– Défenseur des droits (France) –

Les outils numériques, dont l’usage s’est accru avec la crise sanitaire actuelle, reposent souvent sur des algorithmes sans que le grand public en soit toujours conscient ou informé. Désormais utilisés dans des domaines tels que l’accès aux prestations sociales, la police, la justice ou encore le recrutement, ils constituent des sources de progrès, mais sont également porteurs de risques pour les droits fondamentaux, comme l’ont déjà souligné le Défenseur des droits et la CNIL[1].

Derrière l’apparente neutralité des algorithmes, des recherches ont mis à jour l’ampleur des biais qui peuvent intervenir lors de leur conception et leur déploiement. Tout comme les bases de données qui les alimentent, ils sont conçus et générés par des humains dont les stéréotypes, en se répétant automatiquement, peuvent engendrer des discriminations.

Considérant que cet enjeu ne doit pas être un angle mort du débat public, le Défenseur des droits, en partenariat avec la CNIL, a réuni les 28 et 29 mai, des spécialistes, chercheurs, juristes et développeurs autour des enjeux de transparence des algorithmes et des biais discriminatoires. Tous les experts ont pointé les risques considérables de discrimination que leur usage exponentiel peut faire peser sur chacun et chacune d’entre nous, dans toutes les sphères de notre vie.
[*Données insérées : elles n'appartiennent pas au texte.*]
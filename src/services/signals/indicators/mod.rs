//! Technical indicator implementations.
//!
//! Every indicator recomputes over the full series it is given; no state is
//! carried between refresh cycles.

pub mod breakout;
pub mod ema;
pub mod macd;
pub mod rsi;
pub mod volatility;
pub mod volume;

pub use breakout::Breakout;
pub use ema::Ema;
pub use macd::Macd;
pub use rsi::Rsi;
pub use volatility::{Volatility, VolatilityReading};
pub use volume::VolumeRatio;

use crate::types::PriceBar;

/// Trait for implementing technical indicators.
pub trait Indicator: Send + Sync {
    type Output;

    /// Unique identifier for this indicator.
    fn id(&self) -> &str;

    /// Minimum number of bars required for calculation.
    fn min_periods(&self) -> usize;

    /// Calculate the latest value from daily bars.
    /// Returns None if there is not enough data.
    fn calculate(&self, bars: &[PriceBar]) -> Option<Self::Output>;
}

pub(crate) fn closes(bars: &[PriceBar]) -> Vec<f64> {
    bars.iter().map(|b| b.close).collect()
}

pub(crate) fn mean(values: &[f64]) -> f64 {
    if values.is_empty() {
        return 0.0;
    }
    values.iter().sum::<f64>() / values.len() as f64
}

/// Sample standard deviation (n - 1 denominator).
pub(crate) fn sample_std(values: &[f64]) -> Option<f64> {
    if values.len() < 2 {
        return None;
    }
    let avg = mean(values);
    let variance =
        values.iter().map(|v| (v - avg).powi(2)).sum::<f64>() / (values.len() - 1) as f64;
    Some(variance.sqrt())
}
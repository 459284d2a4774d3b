//! Market quote endpoint.

use axum::{
    extract::{Path, State},
    routing::get,
    Json, Router,
};
use serde::Serialize;

use crate::error::{AppError, Result};
use crate::AppState;

/// Lookback wide enough to cover weekends and holidays.
const QUOTE_RANGE: &str = "5d";

#[derive(Debug, Serialize)]
pub struct QuoteResponse {
    pub ticker: String,
    pub price: f64,
}

/// Create the market router.
pub fn router() -> Router<AppState> {
    Router::new().route("/quote/:ticker", get(get_quote))
}

/// Latest close for a ticker straight from the provider.
async fn get_quote(
    State(state): State<AppState>,
    Path(ticker): Path<String>,
) -> Result<Json<QuoteResponse>> {
    let ticker = ticker.trim().to_uppercase();
    let series = state
        .provider
        .fetch(&ticker, QUOTE_RANGE, &state.config.history_interval)
        .await?;

    let last = series
        .last()
        .ok_or_else(|| AppError::NotFound(format!("Ticker not found: {}", ticker)))?;

    Ok(Json(QuoteResponse {
        ticker,
        price: last.close,
    }))
}
use crate::AppState;
use axum::{extract::State, routing::get, Json, Router};
use chrono::{DateTime, Utc};
use serde::Serialize;

#[derive(Serialize)]
struct HealthResponse {
    status: &'static str,
    version: &'static str,
    policy: &'static str,
    symbols: usize,
    ranked: usize,
    updated_at: Option<DateTime<Utc>>,
}

async fn health(State(state): State<AppState>) -> Json<HealthResponse> {
    let snapshot = state.cache.snapshot();
    Json(HealthResponse {
        status: "ok",
        version: env!("CARGO_PKG_VERSION"),
        policy: state.config.policy.name(),
        symbols: state.config.symbols.len(),
        ranked: snapshot.entries.len(),
        updated_at: snapshot.updated_at,
    })
}

pub fn router() -> Router<AppState> {
    Router::new().route("/api/health", get(health))
}
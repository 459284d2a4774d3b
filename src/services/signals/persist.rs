//! Change-detection persistence for scored signals.

use tracing::debug;

use crate::error::StoreError;
use crate::types::{ScoredSignal, SignalRecord};

/// Append-only store of signal rows.
///
/// Implementations isolate each call (one statement or transaction per
/// operation); callers never hold state across calls.
pub trait SignalRepository: Send + Sync {
    /// Append a row and return it as stored.
    fn insert(&self, signal: &ScoredSignal) -> Result<SignalRecord, StoreError>;

    /// Most recent row for a symbol.
    fn latest_for_symbol(&self, symbol: &str) -> Result<Option<SignalRecord>, StoreError>;

    /// Most recent rows across all symbols, newest first.
    fn latest(&self, limit: usize) -> Result<Vec<SignalRecord>, StoreError>;

    /// Most recent rows for one symbol, newest first.
    fn history(&self, symbol: &str, limit: usize) -> Result<Vec<SignalRecord>, StoreError>;
}

/// Result of [`save_if_changed`].
#[derive(Debug, Clone, PartialEq)]
pub enum PersistOutcome {
    /// A new row was appended.
    Inserted(SignalRecord),
    /// Score, trend and breakout match the latest row; nothing written.
    Unchanged,
}

impl PersistOutcome {
    pub fn inserted(&self) -> bool {
        matches!(self, PersistOutcome::Inserted(_))
    }
}

/// Append `signal` unless the latest stored row for its symbol has the same
/// score, trend and breakout.
///
/// The read-then-write pair is not atomic; callers must not run it
/// concurrently for the same symbol.
pub fn save_if_changed<R: SignalRepository + ?Sized>(
    repo: &R,
    signal: &ScoredSignal,
) -> Result<PersistOutcome, StoreError> {
    let last = repo.latest_for_symbol(&signal.symbol)?;

    if let Some(last) = last {
        if !signal.differs_from(&last) {
            debug!("Signal for {} unchanged (score {})", signal.symbol, signal.score);
            return Ok(PersistOutcome::Unchanged);
        }
    }

    let record = repo.insert(signal)?;
    debug!(
        "Stored signal {} for {}: score {} {}",
        record.id, record.symbol, record.score, record.trend
    );
    Ok(PersistOutcome::Inserted(record))
}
Pour prévenir ces discriminations, les corriger et sanctionner leurs auteurs, le Défenseur des droits appelle à une prise de conscience collective et engage les pouvoirs publics et les acteurs concernés à prendre des mesures pour éviter que les discriminations soient reproduites et amplifiées par ces technologies.

Le Défenseur des droits, en partenariat avec la CNIL, propose les orientations suivantes :

  • Former et sensibiliser les professionnels des métiers techniques et d’ingénierie informatique aux risques que les algorithmes font peser sur les droits fondamentaux ;
  • Soutenir la recherche pour développer les études de mesure et de prévention des biais, et approfondir la notion de « fair learning » – c’est-à-dire la conception d’algorithmes répondant à des objectifs d’égalité et de compréhension, et non seulement de performance ;
  • Renforcer les obligations légales en matière d’information, de transparence et d’explicabilité des algorithmes à l’égard des usagers et personnes concernées, mais également des tiers et des professionnels utilisateurs de ces systèmes, au nom de l’intérêt général, comme en témoignent par exemple les questions suscitées par Parcoursup ;
  • Réaliser des études d’impact pour anticiper les effets discriminatoires des algorithmes et contrôler leurs effets après leur déploiement.

Le développement phénoménal des technologies algorithmiques et des systèmes apprenants impose, pour les institutions, de maintenir une grande vigilance quant aux conséquences de ces évolutions technologiques, mais aussi de les anticiper, pour permettre au débat démocratique de se tenir de manière éclairée tout en pensant un cadre juridique et une régulation protecteurs des droits et libertés.

Le Défenseur des droits et la CNIL continueront leurs réflexions sur ce sujet et contribueront à celles des décideurs publics. Dans cette perspective, leur boussole ne saurait être que la volonté de garantir à toutes et à tous le respect de leurs droits fondamentaux, et en particulier celui de ne pas être discriminé et celui de la protection de leurs données personnelles.

 


[1] Défenseur des droits : Recruter avec des outils numériques sans discriminer, 2015 ; Lutte contre la fraude aux prestations sociales : à quel prix pour les droits des usagers ?, 2017 ; décisions Parcoursup (2018-323 et 2019-021) ; avis 18-26 (projet de loi de programmation et de réforme pour la justice) ; avis 19-11 (projet de loi bioéthique)

CNIL : décision APB (2017-053) ; « Comment permettre à l’Homme de garder la main ? », 2017.